Whenever I meet people, I often get asked the question: so where are you originally from? The exchange is usually something like this:
A: So where are you from?
Me: Los Altos. It’s a small town in California.
A (showing total disinterest): No, I mean, where do you come from?
Me: Los Altos?
A (impatiently): No, I mean, where are you originally from?
Oh, how frustrating! Does it really matter that my great-grandfather was a chain-store owner whose warehouses were bombed by the Japanese in World War II? But this, rather than my stories about the sleepy Californian town of Los Altos, is what seems to interest most people that ask me the Question. It's never enough to be from the Bay Area, or California - I always have to dig deeply into my roots and expose them in order to pacify the curious individuals that ask me the Question. This is probably a common experience for many people on this blog, especially those that physically appear “ethnic” and therefore somehow less “American”.
A couple days ago, I came across Michele Serros’s “How to be a chicana role model”, where she describes an incident in which she, tired of being asked the question “Where are you really from?” over and over again, actually turns the tables and persistently questions a Caucasian stranger about his origins in the following exchange:
“Me: And where are you from?
El Other: From here.
Me: Oh…the Midwest?
El Other: No, I’m from here. You know.
Me: What do you mean, here?
El Other: I mean, I’m from here, here.
Me: Oh, I just meant originally. You look like…I don’t know – different?
El Other: What?
Me: Oh, never mind.
El Other: Different? Different as in how? That’s the weirdest thing I’ve ever heard! No one has ever said I looked like I was from somewhere else! I’m American – American, from here, here!”

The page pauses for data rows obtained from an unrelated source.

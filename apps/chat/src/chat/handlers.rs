//! Axum route handlers for the chat API.

use axum::{
    extract::{rejection::BytesRejection, State},
    http::HeaderMap,
    response::Response,
    Json,
};
use bytes::Bytes;
use tracing::debug;

use crate::chat::gateway::{ChatReply, Phase, UNKNOWN_CLIENT};
use crate::cors;
use crate::errors::ChatError;
use crate::state::AppState;

/// OPTIONS /chat
///
/// Answered before configuration or body are looked at.
pub async fn handle_preflight() -> Response {
    debug!(phase = ?Phase::ReceivedPreflight, "cors preflight");
    cors::preflight_response()
}

/// POST /chat
///
/// Body is `{"message": "..."}` or `{"messages": [{role, content}, ...]}`.
/// The raw bytes are taken so that unparseable JSON maps to a 400 with the
/// same error body as any other invalid request. A body the extractor refuses
/// (over the size limit, unreadable) is a 400 too, once the credential check
/// has passed.
pub async fn handle_chat(
    State(state): State<AppState>,
    headers: HeaderMap,
    body: Result<Bytes, BytesRejection>,
) -> Result<Json<ChatReply>, ChatError> {
    let body = match body {
        Ok(body) => body,
        Err(rejection) => {
            state.gateway.credential()?;
            debug!("chat body rejected: {}", rejection.body_text());
            return Err(ChatError::invalid_messages());
        }
    };

    let reply = state.gateway.chat(client_ip(&headers), &body).await?;
    Ok(Json(reply))
}

/// First hop of `x-forwarded-for`, as set by the hosting proxy.
pub fn client_ip(headers: &HeaderMap) -> &str {
    headers
        .get("x-forwarded-for")
        .and_then(|v| v.to_str().ok())
        .and_then(|v| v.split(',').next())
        .map(str::trim)
        .filter(|ip| !ip.is_empty())
        .unwrap_or(UNKNOWN_CLIENT)
}

#[cfg(test)]
mod tests {
    use axum::http::HeaderValue;

    use super::*;

    #[test]
    fn test_client_ip_takes_first_forwarded_hop() {
        let mut headers = HeaderMap::new();
        headers.insert(
            "x-forwarded-for",
            HeaderValue::from_static(" 203.0.113.7 , 10.0.0.1"),
        );
        assert_eq!(client_ip(&headers), "203.0.113.7");
    }

    #[test]
    fn test_client_ip_defaults_to_unknown() {
        assert_eq!(client_ip(&HeaderMap::new()), UNKNOWN_CLIENT);

        let mut headers = HeaderMap::new();
        headers.insert("x-forwarded-for", HeaderValue::from_static(""));
        assert_eq!(client_ip(&headers), UNKNOWN_CLIENT);
    }
}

It’s interesting that El Other in Serros’s text becomes perplexed and deeply upset when Serros snubs him in such a manner; his reaction reflects the obvious racism embedded in the common greeting: So where are you really from? I’m assuming that many people don’t realize the racism in such a question – after all, I don’t think they’d ask that question so readily and frequently if they realized its inherent racism. But the offense that El Other, an unaccented Caucasian, takes to Serros’s question reveals the double racial standards that are associated with that question.
This is my opinion: It might seem perfectly normal, even expected, for someone who is unaccented and lacking any particular ethnic physical features, that is someone who appears physically and generically “American” to ask and individual from a minority group this question after all, this is the expected social order, no? However, when a person of color asks this questions in return, it’s as if their actions have usurped the acceptable social order – that individuals is seen an outsider/visitor/intruder is daring to question the origins of a “true American”. What do you all think?